= What the task asks =
Gather all lines in the records below that include the word "info".

[Collected data]
━━━━━━━━━━━━━━━━━━━━━━━━━━━━━━
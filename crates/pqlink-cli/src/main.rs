//! PQLink CLI: link a Bitcoin address to post-quantum keys
//!
//! # Usage
//!
//! ```bash
//! pqlink sign bc1q...                 # mnemonic on stdin
//! pqlink derive-address ml-dsa-44     # mnemonic on stdin
//! pqlink check-address 1BvBM...
//! pqlink verify-message <address> <signature> <message>
//! pqlink seal proof.json              # ciphertext hex on stdin
//! pqlink --config /path/to/pqlink.toml <command> ...
//! ```

mod commands;
mod config;

use anyhow::{Context, Result};
use std::io::{self, Write};
use std::path::PathBuf;

fn main() -> Result<()> {
    // Security hardening: disable core dumps to prevent seed material leaking to disk
    pqlink_core::memory::disable_core_dumps();

    // Parse CLI args
    let args: Vec<String> = std::env::args().collect();

    let mut config_path = PathBuf::from("pqlink.toml");
    let mut positional: Vec<String> = Vec::new();

    let mut i = 1;
    while i < args.len() {
        match args[i].as_str() {
            "--config" | "-c" => {
                i += 1;
                if i < args.len() {
                    config_path = PathBuf::from(&args[i]);
                } else {
                    anyhow::bail!("--config requires a path argument");
                }
            }
            "--help" | "-h" => {
                print_help();
                return Ok(());
            }
            "--version" | "-V" => {
                println!("pqlink {}", env!("CARGO_PKG_VERSION"));
                return Ok(());
            }
            other if other.starts_with('-') && positional.is_empty() => {
                anyhow::bail!("Unknown argument: {}", other);
            }
            other => positional.push(other.to_string()),
        }
        i += 1;
    }

    // Load config
    let mut cli_config = config::PqlinkConfig::load(&config_path)
        .with_context(|| format!("Failed to load config from {}", config_path.display()))?;

    // Apply env overrides
    cli_config.apply_env_overrides();

    // Validate
    cli_config
        .validate()
        .context("Configuration validation failed")?;

    // Init logger
    std::env::set_var("RUST_LOG", &cli_config.general.log_level);
    env_logger::init();

    let Some((command, rest)) = positional.split_first() else {
        print_help();
        std::process::exit(2);
    };

    let stdin = io::stdin();
    let mut input = stdin.lock();
    let stdout = io::stdout();
    let mut out = stdout.lock();

    let ok = match (command.as_str(), rest) {
        ("sign", [btc_address]) => {
            commands::sign(&cli_config, btc_address, &mut input, &mut out)?;
            true
        }
        ("derive-address", [algorithm]) => {
            commands::derive_address(&cli_config, algorithm, &mut input, &mut out)?;
            true
        }
        ("check-address", [address]) => commands::check_address(address, &mut out)?,
        ("verify-message", [address, signature, message]) => {
            commands::verify_message(address, signature, message, &mut out)?
        }
        ("seal", [payload]) => {
            commands::seal(&PathBuf::from(payload), &mut input, &mut out)?;
            true
        }
        _ => {
            anyhow::bail!(
                "Unknown command or wrong number of arguments: {}",
                positional.join(" ")
            );
        }
    };

    out.flush()?;
    if !ok {
        std::process::exit(1);
    }
    Ok(())
}

fn print_help() {
    println!(
        r#"PQLink: link a Bitcoin address to post-quantum keys

USAGE:
    pqlink [OPTIONS] <COMMAND> [ARGS]

COMMANDS:
    sign <btc-address>                         Sign the linkage message (mnemonic on stdin)
    derive-address <algorithm>                 Print a PQ address (mnemonic on stdin)
                                               algorithm: ml-dsa-44 | slh-dsa-sha2-128s
    check-address <btc-address>                Check a Bitcoin address is supported
    verify-message <address> <sig> <message>   Verify a Bitcoin message signature
    seal <payload-file>                        Seal a proof request for the verifier
                                               (prints encapsulation key, reads ciphertext hex)

OPTIONS:
    -c, --config <PATH>   Config file path [default: pqlink.toml]
    -h, --help            Print this help
    -V, --version         Print version

ENVIRONMENT:
    PQLINK_LOG_LEVEL      Log level (off, error, warn, info, debug, trace)
    PQLINK_NETWORK        PQ address network (mainnet, testnet)
    PQLINK_PRETTY         Pretty-print JSON output (true, false)

CONFIG FILE (TOML):
    [general]
    log_level = "info"

    [address]
    network = "mainnet"

    [output]
    pretty = true
"#
    );
}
━━━━━━━━━━━━━━━━━━━━━━━━━━━━━━
= Solution =
    PQLINK_LOG_LEVEL      Log level (off, error, warn, info, debug, trace)
    log_level = "info"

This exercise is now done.